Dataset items
^^^^^^^^

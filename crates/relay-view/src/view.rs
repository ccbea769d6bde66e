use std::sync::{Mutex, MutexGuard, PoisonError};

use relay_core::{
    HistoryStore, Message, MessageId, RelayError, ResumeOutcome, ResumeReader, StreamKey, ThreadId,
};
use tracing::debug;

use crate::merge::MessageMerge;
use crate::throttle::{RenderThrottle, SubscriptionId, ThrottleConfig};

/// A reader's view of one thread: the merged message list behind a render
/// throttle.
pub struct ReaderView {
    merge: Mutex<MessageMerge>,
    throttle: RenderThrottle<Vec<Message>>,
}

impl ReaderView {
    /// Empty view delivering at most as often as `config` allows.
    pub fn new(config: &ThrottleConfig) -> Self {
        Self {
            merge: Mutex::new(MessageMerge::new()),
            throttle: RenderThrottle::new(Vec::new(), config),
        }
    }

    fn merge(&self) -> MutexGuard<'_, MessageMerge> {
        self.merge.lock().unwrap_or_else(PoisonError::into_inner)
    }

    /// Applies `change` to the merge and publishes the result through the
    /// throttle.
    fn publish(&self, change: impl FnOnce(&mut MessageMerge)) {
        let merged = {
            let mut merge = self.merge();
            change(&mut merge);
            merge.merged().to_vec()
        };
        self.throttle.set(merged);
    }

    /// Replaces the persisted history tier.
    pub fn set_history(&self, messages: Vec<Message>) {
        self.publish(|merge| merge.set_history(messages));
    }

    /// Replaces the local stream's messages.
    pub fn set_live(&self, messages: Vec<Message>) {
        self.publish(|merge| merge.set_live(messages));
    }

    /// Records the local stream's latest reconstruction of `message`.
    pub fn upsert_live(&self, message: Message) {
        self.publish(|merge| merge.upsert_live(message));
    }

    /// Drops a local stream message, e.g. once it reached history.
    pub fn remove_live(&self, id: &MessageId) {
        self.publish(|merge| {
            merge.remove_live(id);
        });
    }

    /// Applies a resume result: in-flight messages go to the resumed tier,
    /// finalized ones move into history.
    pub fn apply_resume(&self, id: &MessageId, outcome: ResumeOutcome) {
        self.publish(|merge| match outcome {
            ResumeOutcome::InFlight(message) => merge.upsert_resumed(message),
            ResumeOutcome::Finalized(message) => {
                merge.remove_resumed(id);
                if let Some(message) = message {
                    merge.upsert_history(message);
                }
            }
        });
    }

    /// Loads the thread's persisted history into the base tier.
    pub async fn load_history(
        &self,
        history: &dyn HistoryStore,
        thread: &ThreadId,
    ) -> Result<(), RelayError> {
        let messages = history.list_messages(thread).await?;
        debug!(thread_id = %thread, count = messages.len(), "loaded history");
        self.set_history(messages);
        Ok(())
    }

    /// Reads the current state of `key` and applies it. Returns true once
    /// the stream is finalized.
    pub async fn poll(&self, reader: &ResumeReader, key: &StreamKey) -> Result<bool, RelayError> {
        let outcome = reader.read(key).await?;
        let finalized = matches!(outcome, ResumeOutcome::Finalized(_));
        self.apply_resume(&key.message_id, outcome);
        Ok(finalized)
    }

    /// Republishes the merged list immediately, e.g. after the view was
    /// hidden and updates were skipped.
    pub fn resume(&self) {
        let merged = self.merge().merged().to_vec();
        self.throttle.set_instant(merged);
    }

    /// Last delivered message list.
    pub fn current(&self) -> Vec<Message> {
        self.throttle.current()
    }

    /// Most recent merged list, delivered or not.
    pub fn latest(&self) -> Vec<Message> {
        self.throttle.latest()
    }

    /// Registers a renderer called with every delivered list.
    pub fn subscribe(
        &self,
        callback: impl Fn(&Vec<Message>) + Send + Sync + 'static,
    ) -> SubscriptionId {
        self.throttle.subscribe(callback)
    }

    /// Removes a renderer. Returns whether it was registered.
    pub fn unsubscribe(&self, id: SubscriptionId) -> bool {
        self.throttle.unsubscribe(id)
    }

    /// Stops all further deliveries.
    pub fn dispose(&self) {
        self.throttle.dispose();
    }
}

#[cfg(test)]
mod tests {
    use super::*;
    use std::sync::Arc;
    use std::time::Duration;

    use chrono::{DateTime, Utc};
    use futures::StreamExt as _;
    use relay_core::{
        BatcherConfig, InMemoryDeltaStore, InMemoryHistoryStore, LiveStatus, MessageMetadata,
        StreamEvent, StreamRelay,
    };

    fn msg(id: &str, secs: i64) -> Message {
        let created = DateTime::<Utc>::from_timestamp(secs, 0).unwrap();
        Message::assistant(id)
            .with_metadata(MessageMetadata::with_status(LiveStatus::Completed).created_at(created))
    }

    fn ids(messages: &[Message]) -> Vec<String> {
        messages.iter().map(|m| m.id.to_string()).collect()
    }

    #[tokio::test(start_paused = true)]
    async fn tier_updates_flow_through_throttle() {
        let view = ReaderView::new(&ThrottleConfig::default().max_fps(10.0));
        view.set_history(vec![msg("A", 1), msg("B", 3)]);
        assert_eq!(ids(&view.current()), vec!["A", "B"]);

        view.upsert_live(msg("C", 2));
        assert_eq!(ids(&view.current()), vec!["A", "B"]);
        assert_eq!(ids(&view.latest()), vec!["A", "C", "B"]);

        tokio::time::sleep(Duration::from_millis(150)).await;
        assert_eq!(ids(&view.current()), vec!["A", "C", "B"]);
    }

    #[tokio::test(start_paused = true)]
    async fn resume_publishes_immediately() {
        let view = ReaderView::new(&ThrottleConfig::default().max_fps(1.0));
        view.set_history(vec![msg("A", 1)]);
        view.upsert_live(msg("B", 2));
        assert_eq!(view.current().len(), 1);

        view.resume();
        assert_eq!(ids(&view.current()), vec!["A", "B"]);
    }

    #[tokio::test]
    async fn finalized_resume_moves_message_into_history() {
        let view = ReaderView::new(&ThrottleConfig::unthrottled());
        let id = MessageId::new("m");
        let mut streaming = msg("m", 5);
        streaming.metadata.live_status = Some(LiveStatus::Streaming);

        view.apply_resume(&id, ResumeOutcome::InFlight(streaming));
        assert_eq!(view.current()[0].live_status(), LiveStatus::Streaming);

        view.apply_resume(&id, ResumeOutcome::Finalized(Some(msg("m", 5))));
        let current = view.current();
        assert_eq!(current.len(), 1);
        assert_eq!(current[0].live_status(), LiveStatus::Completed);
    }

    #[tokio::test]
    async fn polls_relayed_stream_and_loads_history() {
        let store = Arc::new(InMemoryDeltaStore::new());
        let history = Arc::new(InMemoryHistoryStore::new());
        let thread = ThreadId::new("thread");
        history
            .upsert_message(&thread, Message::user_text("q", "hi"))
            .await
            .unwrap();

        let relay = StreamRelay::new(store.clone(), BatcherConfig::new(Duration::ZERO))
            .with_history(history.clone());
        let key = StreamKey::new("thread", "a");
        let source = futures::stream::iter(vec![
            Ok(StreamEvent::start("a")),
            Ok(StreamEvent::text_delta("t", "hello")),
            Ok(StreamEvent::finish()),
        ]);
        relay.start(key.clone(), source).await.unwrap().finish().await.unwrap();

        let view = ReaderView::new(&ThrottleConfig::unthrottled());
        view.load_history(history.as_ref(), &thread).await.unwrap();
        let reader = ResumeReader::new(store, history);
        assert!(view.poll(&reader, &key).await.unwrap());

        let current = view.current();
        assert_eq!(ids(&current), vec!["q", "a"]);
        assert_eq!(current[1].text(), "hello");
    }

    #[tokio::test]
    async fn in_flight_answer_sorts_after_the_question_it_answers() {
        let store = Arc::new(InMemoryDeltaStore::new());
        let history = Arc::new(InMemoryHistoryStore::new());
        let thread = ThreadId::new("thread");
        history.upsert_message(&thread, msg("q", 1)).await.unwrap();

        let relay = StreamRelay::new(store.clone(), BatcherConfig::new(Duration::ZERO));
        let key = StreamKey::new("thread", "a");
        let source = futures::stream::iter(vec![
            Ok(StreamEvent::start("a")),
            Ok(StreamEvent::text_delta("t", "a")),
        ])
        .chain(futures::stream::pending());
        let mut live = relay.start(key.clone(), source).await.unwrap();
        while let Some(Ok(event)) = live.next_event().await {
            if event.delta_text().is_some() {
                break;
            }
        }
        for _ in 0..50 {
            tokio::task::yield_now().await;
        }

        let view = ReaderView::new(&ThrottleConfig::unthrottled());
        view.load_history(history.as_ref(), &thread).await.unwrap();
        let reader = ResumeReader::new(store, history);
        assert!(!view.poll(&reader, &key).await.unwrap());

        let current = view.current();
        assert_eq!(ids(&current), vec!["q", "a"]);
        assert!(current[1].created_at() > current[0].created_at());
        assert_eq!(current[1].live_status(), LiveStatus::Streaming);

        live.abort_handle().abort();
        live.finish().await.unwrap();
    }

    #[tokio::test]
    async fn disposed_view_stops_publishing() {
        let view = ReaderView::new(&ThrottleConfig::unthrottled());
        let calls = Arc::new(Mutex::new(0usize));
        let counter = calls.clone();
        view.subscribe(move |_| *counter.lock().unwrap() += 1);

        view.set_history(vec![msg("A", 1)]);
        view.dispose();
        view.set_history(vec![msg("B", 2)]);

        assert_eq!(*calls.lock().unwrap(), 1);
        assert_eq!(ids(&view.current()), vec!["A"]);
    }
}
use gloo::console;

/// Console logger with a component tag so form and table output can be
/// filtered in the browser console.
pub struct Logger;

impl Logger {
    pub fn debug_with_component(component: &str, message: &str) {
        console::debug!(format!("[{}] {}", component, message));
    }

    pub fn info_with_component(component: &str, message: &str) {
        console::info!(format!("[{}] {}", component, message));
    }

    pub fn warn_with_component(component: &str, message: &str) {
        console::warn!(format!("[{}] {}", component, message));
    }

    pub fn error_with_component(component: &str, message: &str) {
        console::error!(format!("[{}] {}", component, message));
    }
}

^^^^^^^^

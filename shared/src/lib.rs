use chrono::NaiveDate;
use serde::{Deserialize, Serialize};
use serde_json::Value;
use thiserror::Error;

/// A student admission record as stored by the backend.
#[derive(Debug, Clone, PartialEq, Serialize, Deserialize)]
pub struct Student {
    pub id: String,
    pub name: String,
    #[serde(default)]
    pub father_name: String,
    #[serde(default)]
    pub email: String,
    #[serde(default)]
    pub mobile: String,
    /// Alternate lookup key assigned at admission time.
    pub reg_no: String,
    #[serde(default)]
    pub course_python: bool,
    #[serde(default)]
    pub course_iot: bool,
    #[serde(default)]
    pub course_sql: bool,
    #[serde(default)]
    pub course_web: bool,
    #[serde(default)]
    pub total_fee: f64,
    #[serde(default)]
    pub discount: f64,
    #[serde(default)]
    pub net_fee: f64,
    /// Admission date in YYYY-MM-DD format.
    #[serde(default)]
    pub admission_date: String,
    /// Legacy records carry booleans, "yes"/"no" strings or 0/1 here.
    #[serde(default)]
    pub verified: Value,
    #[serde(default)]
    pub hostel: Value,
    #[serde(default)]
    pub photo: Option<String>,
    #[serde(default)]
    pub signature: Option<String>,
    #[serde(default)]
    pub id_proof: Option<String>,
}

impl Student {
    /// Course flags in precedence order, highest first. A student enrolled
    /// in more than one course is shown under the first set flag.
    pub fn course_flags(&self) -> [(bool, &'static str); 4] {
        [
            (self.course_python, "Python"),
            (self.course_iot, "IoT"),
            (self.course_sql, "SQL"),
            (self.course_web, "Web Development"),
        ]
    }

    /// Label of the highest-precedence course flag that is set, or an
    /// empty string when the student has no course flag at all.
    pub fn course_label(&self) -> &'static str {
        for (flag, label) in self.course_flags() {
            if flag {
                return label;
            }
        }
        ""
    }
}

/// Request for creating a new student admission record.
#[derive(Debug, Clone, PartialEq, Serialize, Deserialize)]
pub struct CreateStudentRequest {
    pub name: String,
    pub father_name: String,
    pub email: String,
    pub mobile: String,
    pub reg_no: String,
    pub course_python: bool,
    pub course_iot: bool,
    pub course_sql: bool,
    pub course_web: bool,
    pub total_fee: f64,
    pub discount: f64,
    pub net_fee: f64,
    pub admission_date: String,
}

^^^^^^^^

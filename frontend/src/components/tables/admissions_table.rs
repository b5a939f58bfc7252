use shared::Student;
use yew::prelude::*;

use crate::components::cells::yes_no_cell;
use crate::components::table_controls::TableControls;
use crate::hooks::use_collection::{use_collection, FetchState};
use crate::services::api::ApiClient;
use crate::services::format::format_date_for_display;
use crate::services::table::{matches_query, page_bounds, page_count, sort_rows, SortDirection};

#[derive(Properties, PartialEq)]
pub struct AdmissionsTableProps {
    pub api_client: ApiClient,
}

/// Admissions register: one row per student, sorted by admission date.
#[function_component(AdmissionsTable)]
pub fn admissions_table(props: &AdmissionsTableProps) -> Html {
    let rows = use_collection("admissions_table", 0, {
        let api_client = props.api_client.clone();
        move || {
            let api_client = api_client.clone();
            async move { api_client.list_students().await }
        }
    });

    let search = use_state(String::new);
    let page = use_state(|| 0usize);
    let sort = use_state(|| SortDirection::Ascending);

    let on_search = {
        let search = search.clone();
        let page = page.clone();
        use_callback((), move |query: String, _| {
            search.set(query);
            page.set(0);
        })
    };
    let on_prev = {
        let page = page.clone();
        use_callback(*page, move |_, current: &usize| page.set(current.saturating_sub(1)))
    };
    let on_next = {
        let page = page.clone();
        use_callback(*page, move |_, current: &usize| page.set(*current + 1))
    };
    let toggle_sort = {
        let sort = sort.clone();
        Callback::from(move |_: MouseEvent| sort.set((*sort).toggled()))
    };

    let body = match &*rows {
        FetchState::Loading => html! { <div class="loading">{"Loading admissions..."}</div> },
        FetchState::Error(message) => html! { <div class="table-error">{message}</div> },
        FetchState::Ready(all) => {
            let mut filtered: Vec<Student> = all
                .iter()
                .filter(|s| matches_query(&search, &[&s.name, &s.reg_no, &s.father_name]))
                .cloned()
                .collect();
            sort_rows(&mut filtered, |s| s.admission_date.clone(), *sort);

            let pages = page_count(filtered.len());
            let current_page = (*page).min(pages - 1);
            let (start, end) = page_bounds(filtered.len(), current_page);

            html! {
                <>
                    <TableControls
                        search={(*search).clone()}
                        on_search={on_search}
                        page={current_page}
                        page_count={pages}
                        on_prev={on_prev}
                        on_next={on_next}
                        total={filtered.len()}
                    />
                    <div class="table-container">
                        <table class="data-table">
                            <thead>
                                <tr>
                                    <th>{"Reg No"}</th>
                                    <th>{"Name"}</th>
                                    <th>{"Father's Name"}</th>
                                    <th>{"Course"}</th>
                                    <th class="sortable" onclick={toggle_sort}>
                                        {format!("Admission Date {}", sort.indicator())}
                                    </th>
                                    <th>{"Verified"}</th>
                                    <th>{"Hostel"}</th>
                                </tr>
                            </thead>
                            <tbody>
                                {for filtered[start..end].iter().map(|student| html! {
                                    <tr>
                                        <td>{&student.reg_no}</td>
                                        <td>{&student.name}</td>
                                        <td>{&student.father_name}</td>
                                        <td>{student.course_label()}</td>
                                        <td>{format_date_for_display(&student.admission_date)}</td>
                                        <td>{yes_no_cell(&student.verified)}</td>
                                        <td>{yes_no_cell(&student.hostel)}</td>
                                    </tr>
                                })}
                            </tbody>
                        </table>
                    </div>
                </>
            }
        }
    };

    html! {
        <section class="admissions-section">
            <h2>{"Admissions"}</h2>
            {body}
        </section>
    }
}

^^^^^^^^

Description of the task:
In how many lines of the records does the word "components" appear? Reply with the number only.

Response:
3